▸ **To do**
Go over the entries and report the lines where the word "construction" occurs.

▸ **Data for analysis**

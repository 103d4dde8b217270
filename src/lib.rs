//! Driver for the Texas Instruments ADS1015 (12-bit) and ADS1115 (16-bit)
//! I2C analog to digital converters.
//!
//! Both chips share one register map and differ only in resolution and
//! available sample rates, so a single driver type serves both, selected by
//! a [`DeviceProfile`] at construction.
//!
//! ```
//! # use embedded_hal_mock::eh1::i2c::{Mock, Transaction};
//! # let i2c = Mock::new(&[
//! #     Transaction::write(0x48, vec![0x03, 0x80, 0x00]),
//! #     Transaction::write(0x48, vec![0x02, 0x00, 0x00]),
//! #     Transaction::write(0x48, vec![0x01, 0xC3, 0x80]),
//! #     Transaction::write_read(0x48, vec![0x01], vec![0x80, 0x00]),
//! #     Transaction::write_read(0x48, vec![0x00], vec![0x40, 0x00]),
//! # ]);
//! use ads1x15::{Ads1x15, Gain};
//!
//! let mut adc = Ads1x15::new_ads1015(i2c);
//! adc.set_gain(Gain::One);
//! let count = adc.read_single_ended(0).unwrap();
//! assert_eq!(count, 1024);
//! assert_eq!(adc.compute_volts(count), 2.048);
//! # adc.destroy().done();
//! ```
//!
//! # Features
//!
//! - **`defmt`**: [`defmt::Format`] implementations on all public types and
//!   trace logging of every register access.

#![deny(unsafe_code)]
#![warn(missing_docs)]
#![no_std]

pub mod asynchronous;
pub mod blocking;
mod common;
mod config;
pub mod conversion;

pub use blocking::Ads1x15;
pub use config::{
    Ads1015Rate, Ads1115Rate, ComparatorQueue, Config, DataRate, DifferentialPair, Gain, Mux,
};

/// Default 7-bit I2C address, ADDR pin tied to GND
pub const DEFAULT_ADDRESS: u8 = 0x48;

/// Errors for this crate
#[derive(Debug)]
#[cfg_attr(feature = "defmt", derive(defmt::Format))]
pub enum Error<E> {
    /// I2C communication error
    I2c(E),
    /// The conversion did not complete within the requested timeout
    Timeout,
}

/// Register address space of the device. Every register is 16 bits wide.
#[derive(Debug, Clone, Copy, PartialEq, Eq)]
#[cfg_attr(feature = "defmt", derive(defmt::Format))]
#[repr(u8)]
pub enum Register {
    /// Last conversion result
    Conversion = 0x00,
    /// Configuration, see [`Config`]
    Config = 0x01,
    /// Comparator low threshold
    LoThresh = 0x02,
    /// Comparator high threshold
    HiThresh = 0x03,
}

/// I2C address selected by the ADDR pin strapping
#[derive(Debug, Clone, Copy, PartialEq, Eq, Default)]
#[cfg_attr(feature = "defmt", derive(defmt::Format))]
pub enum Address {
    /// ADDR tied to GND (default)
    #[default]
    Gnd,
    /// ADDR tied to VDD
    Vdd,
    /// ADDR tied to SDA
    Sda,
    /// ADDR tied to SCL
    Scl,
    /// Any other address, only the low 7 bits are used
    Custom(u8),
}

impl From<Address> for u8 {
    fn from(address: Address) -> Self {
        match address {
            Address::Gnd => DEFAULT_ADDRESS,
            Address::Vdd => 0x49,
            Address::Sda => 0x4A,
            Address::Scl => 0x4B,
            Address::Custom(addr) => addr & 0x7F,
        }
    }
}

/// Immutable parameters of one chip variant.
///
/// Only the [`DeviceProfile::ADS1015`] and [`DeviceProfile::ADS1115`]
/// profiles exist, so the shift is always below 16 and no sample rate is 0.
#[derive(Debug, Clone, Copy, PartialEq, Eq)]
#[cfg_attr(feature = "defmt", derive(defmt::Format))]
pub struct DeviceProfile {
    resolution_shift: u8,
    default_rate: DataRate,
    sample_rates: [u16; 8],
}

impl DeviceProfile {
    /// ADS1015: 12-bit results, 1600 SPS default
    pub const ADS1015: Self = Self {
        resolution_shift: 4,
        default_rate: DataRate::from_bits(Ads1015Rate::Sps1600 as u8),
        sample_rates: [128, 250, 490, 920, 1600, 2400, 3300, 3300],
    };

    /// ADS1115: 16-bit results, 128 SPS default
    pub const ADS1115: Self = Self {
        resolution_shift: 0,
        default_rate: DataRate::from_bits(Ads1115Rate::Sps128 as u8),
        sample_rates: [8, 16, 32, 64, 128, 250, 475, 860],
    };

    /// Number of unused low bits in the 16-bit result and threshold registers
    pub const fn resolution_shift(&self) -> u8 {
        self.resolution_shift
    }

    /// Data rate selected at construction
    pub const fn default_rate(&self) -> DataRate {
        self.default_rate
    }

    /// Sample rate selected by `rate` on this chip
    pub const fn samples_per_second(&self, rate: DataRate) -> u16 {
        self.sample_rates[rate.bits() as usize]
    }

    /// Largest count a conversion can report
    pub const fn max_count(&self) -> i16 {
        i16::MAX >> self.resolution_shift
    }

    /// Smallest count a conversion can report
    pub const fn min_count(&self) -> i16 {
        i16::MIN >> self.resolution_shift
    }
}
//! Conversion between register contents, counts and volts
//!
//! The ADS1015 reports its 12-bit results left-aligned in the same 16-bit
//! registers the ADS1115 uses, so every conversion is parameterized by the
//! profile's resolution shift.
use crate::Gain;

/// Decode a raw conversion register value into a signed count.
///
/// The value is right-aligned by `resolution_shift` and sign-extended from
/// the reduced width. `resolution_shift` must be below 16.
/// ```
/// use ads1x15::conversion::decode;
/// assert_eq!(decode(0xFFF0, 4), -1);
/// assert_eq!(decode(0x8000, 0), -32768);
/// ```
pub fn decode(raw: u16, resolution_shift: u8) -> i16 {
    let res = raw >> resolution_shift;
    if resolution_shift == 0 {
        return res as i16;
    }
    if res > 0x7FFFu16 >> resolution_shift {
        // negative, extend the sign into the padding bits
        (res | !(0xFFFFu16 >> resolution_shift)) as i16
    } else {
        res as i16
    }
}

/// Counts per full-scale range at the given resolution
fn full_scale_counts(resolution_shift: u8) -> f32 {
    (32768u32 >> resolution_shift) as f32
}

/// Convert a count into volts for the given gain.
///
/// # Panics
///
/// If `resolution_shift` is 16 or more.
pub fn to_volts(count: i16, gain: Gain, resolution_shift: u8) -> f32 {
    count as f32 * (gain.full_scale_range() / full_scale_counts(resolution_shift))
}

/// Convert volts into a count for the given gain.
///
/// The result is clamped to the `i16` range and rounded to the nearest count,
/// so the full-scale voltage itself saturates at `i16::MAX` instead of
/// wrapping, and `to_volts` output converts back to the count it came from.
///
/// # Panics
///
/// If `resolution_shift` is 16 or more.
pub fn to_count(volts: f32, gain: Gain, resolution_shift: u8) -> i16 {
    let raw = volts * full_scale_counts(resolution_shift) / gain.full_scale_range();
    if raw > i16::MAX as f32 {
        return i16::MAX;
    }
    if raw < i16::MIN as f32 {
        return i16::MIN;
    }
    // half away from zero, the cast saturates
    if raw < 0.0 {
        (raw - 0.5) as i16
    } else {
        (raw + 0.5) as i16
    }
}

/// Encode a comparator threshold for the high/low threshold registers.
///
/// The threshold is clamped to the range the device can report before it is
/// left-aligned, an unclamped shift would flip the sign bit.
///
/// # Panics
///
/// If `resolution_shift` is 16 or more.
pub fn threshold_register(threshold: i16, resolution_shift: u8) -> u16 {
    let max = i16::MAX >> resolution_shift;
    let min = i16::MIN >> resolution_shift;
    (threshold.clamp(min, max) as u16) << resolution_shift
}

#[cfg(test)]
mod tests {
    use super::*;

    const ADS1015: u8 = 4;
    const ADS1115: u8 = 0;

    fn assert_close(actual: f32, expected: f32) {
        assert!(
            (actual - expected).abs() < 0.001,
            "{actual} is not close to {expected}"
        );
    }

    #[test]
    fn decode_12bit() {
        assert_eq!(decode(0x7FF0, ADS1015), 2047);
        assert_eq!(decode(0x0000, ADS1015), 0);
        assert_eq!(decode(0xFFF0, ADS1015), -1);
        assert_eq!(decode(0x8000, ADS1015), -2048);
        assert_eq!(decode(0x8010, ADS1015), -2047);
        // padding bits are ignored
        assert_eq!(decode(0x001F, ADS1015), 1);
    }

    #[test]
    fn decode_16bit() {
        assert_eq!(decode(0x7FFF, ADS1115), 32767);
        assert_eq!(decode(0x8000, ADS1115), -32768);
        assert_eq!(decode(0xFFFF, ADS1115), -1);
        assert_eq!(decode(0x0001, ADS1115), 1);
    }

    #[test]
    fn decode_stays_in_device_range() {
        for raw in (0..=u16::MAX).step_by(7) {
            let count = decode(raw, ADS1015);
            assert!((-2048..=2047).contains(&count), "0x{raw:04X} -> {count}");
        }
    }

    #[test]
    fn volts_12bit() {
        assert_eq!(to_volts(0, Gain::TwoThirds, ADS1015), 0.0);
        assert_close(to_volts(2047, Gain::TwoThirds, ADS1015), 6.141);
        assert_eq!(to_volts(-2048, Gain::TwoThirds, ADS1015), -6.144);
        assert_eq!(to_volts(1024, Gain::One, ADS1015), 2.048);
    }

    #[test]
    fn volts_16bit() {
        assert_close(to_volts(32767, Gain::TwoThirds, ADS1115), 6.1438);
        assert_eq!(to_volts(-32768, Gain::TwoThirds, ADS1115), -6.144);
        assert_eq!(to_volts(16384, Gain::Sixteen, ADS1115), 0.128);
    }

    #[test]
    fn count_12bit() {
        assert_eq!(to_count(0.0, Gain::TwoThirds, ADS1015), 0);
        assert_eq!(to_count(3.072, Gain::TwoThirds, ADS1015), 1024);
    }

    #[test]
    fn count_saturates_at_full_scale() {
        assert_eq!(to_count(6.144, Gain::TwoThirds, ADS1115), 32767);
        assert_eq!(to_count(100.0, Gain::TwoThirds, ADS1115), 32767);
        assert_eq!(to_count(-100.0, Gain::Sixteen, ADS1115), -32768);
        assert_eq!(to_count(-6.144, Gain::TwoThirds, ADS1115), -32768);
    }

    #[test]
    fn count_rounds_to_nearest() {
        // 3mV per count
        assert_eq!(to_count(0.0014, Gain::TwoThirds, ADS1015), 0);
        assert_eq!(to_count(0.0016, Gain::TwoThirds, ADS1015), 1);
        assert_eq!(to_count(-0.0016, Gain::TwoThirds, ADS1015), -1);
        // converts back to 32760.998 counts
        let volts = to_volts(32761, Gain::TwoThirds, ADS1115);
        assert_eq!(to_count(volts, Gain::TwoThirds, ADS1115), 32761);
    }

    #[test]
    fn count_volts_round_trip() {
        for count in [1000, -500, 0] {
            let volts = to_volts(count, Gain::TwoThirds, ADS1015);
            assert_eq!(to_count(volts, Gain::TwoThirds, ADS1015), count);
        }
        let gains = [
            Gain::TwoThirds,
            Gain::One,
            Gain::Two,
            Gain::Four,
            Gain::Eight,
            Gain::Sixteen,
        ];
        for gain in gains {
            for shift in [ADS1015, ADS1115] {
                let (min, max) = (i16::MIN >> shift, i16::MAX >> shift);
                for count in min..=max {
                    let volts = to_volts(count, gain, shift);
                    let back = to_count(volts, gain, shift);
                    assert_eq!(back, count, "{gain:?} shift {shift}");
                    assert_eq!(to_volts(back, gain, shift), volts);
                }
            }
        }
    }

    #[test]
    fn threshold_is_left_aligned() {
        assert_eq!(threshold_register(100, ADS1015), 0x0640);
        assert_eq!(threshold_register(1000, ADS1115), 0x03E8);
        assert_eq!(threshold_register(-1, ADS1015), 0xFFF0);
    }

    #[test]
    fn threshold_is_clamped_before_shift() {
        assert_eq!(threshold_register(2048, ADS1015), 0x7FF0);
        assert_eq!(threshold_register(i16::MAX, ADS1015), 0x7FF0);
        assert_eq!(threshold_register(-2049, ADS1015), 0x8000);
        assert_eq!(threshold_register(i16::MIN, ADS1115), 0x8000);
        assert_eq!(threshold_register(i16::MAX, ADS1115), 0x7FFF);
    }
}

▸ **Answer below**
//! a [`DeviceProfile`] at construction.
    /// Data rate selected at construction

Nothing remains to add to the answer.